YOUR GOAL: The reply should consist of the line containing "async fn test_recorders_swallow_invalid_input()" and all lines after it in the listing below, reproduced exactly and nothing more.

....................

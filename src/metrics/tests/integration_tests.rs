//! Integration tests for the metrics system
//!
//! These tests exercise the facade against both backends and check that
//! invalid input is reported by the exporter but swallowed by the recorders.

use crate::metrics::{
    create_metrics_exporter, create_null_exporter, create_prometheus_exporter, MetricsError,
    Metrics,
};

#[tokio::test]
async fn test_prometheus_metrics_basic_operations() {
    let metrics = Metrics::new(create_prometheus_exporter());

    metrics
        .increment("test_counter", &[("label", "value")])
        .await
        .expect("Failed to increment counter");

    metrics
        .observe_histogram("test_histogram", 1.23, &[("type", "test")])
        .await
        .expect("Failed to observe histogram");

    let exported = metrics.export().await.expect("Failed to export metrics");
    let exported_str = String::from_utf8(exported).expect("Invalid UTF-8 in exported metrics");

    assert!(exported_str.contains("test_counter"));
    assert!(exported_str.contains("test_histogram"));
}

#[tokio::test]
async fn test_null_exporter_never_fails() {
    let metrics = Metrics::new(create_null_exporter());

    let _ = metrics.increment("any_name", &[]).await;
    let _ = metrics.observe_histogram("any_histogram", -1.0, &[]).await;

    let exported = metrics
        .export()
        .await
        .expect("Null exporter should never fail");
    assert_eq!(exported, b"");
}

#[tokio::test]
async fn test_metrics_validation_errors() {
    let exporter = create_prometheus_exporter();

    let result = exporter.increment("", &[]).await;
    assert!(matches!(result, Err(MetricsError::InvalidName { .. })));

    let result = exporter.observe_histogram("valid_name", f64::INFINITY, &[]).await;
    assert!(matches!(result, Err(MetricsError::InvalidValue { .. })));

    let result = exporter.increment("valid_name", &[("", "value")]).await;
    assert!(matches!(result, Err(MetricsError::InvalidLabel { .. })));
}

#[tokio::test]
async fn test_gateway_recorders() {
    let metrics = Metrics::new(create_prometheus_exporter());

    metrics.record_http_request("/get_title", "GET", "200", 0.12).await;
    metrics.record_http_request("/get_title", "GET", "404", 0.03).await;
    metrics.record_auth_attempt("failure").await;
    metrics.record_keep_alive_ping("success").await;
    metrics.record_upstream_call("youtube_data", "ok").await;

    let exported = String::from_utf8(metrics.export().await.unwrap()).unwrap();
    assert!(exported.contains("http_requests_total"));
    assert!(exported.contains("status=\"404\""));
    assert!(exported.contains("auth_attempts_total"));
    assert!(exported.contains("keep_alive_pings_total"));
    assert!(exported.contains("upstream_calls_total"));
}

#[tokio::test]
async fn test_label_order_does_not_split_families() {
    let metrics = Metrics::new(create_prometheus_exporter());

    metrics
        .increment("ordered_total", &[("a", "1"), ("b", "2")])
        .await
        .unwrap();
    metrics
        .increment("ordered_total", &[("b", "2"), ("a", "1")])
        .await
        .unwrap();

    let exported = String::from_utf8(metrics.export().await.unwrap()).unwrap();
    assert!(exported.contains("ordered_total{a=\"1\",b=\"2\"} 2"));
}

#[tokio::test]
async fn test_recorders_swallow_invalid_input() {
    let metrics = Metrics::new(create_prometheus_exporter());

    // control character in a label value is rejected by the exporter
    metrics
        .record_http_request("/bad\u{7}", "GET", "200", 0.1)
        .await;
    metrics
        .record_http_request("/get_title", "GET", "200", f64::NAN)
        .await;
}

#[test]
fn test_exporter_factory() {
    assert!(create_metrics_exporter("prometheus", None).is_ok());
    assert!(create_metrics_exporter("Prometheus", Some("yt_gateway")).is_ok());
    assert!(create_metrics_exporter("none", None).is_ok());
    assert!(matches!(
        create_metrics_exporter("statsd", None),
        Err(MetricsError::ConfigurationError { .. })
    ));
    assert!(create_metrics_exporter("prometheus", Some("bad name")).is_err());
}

....................

RESULT:
async fn test_recorders_swallow_invalid_input() {
    let metrics = Metrics::new(create_prometheus_exporter());

    // control character in a label value is rejected by the exporter
    metrics
        .record_http_request("/bad\u{7}", "GET", "200", 0.1)
        .await;
    metrics
        .record_http_request("/get_title", "GET", "200", f64::NAN)
        .await;
}

#[test]
fn test_exporter_factory() {
    assert!(create_metrics_exporter("prometheus", None).is_ok());
    assert!(create_metrics_exporter("Prometheus", Some("yt_gateway")).is_ok());
    assert!(create_metrics_exporter("none", None).is_ok());
    assert!(matches!(
        create_metrics_exporter("statsd", None),
        Err(MetricsError::ConfigurationError { .. })
    ));
    assert!(create_metrics_exporter("prometheus", Some("bad name")).is_err());
}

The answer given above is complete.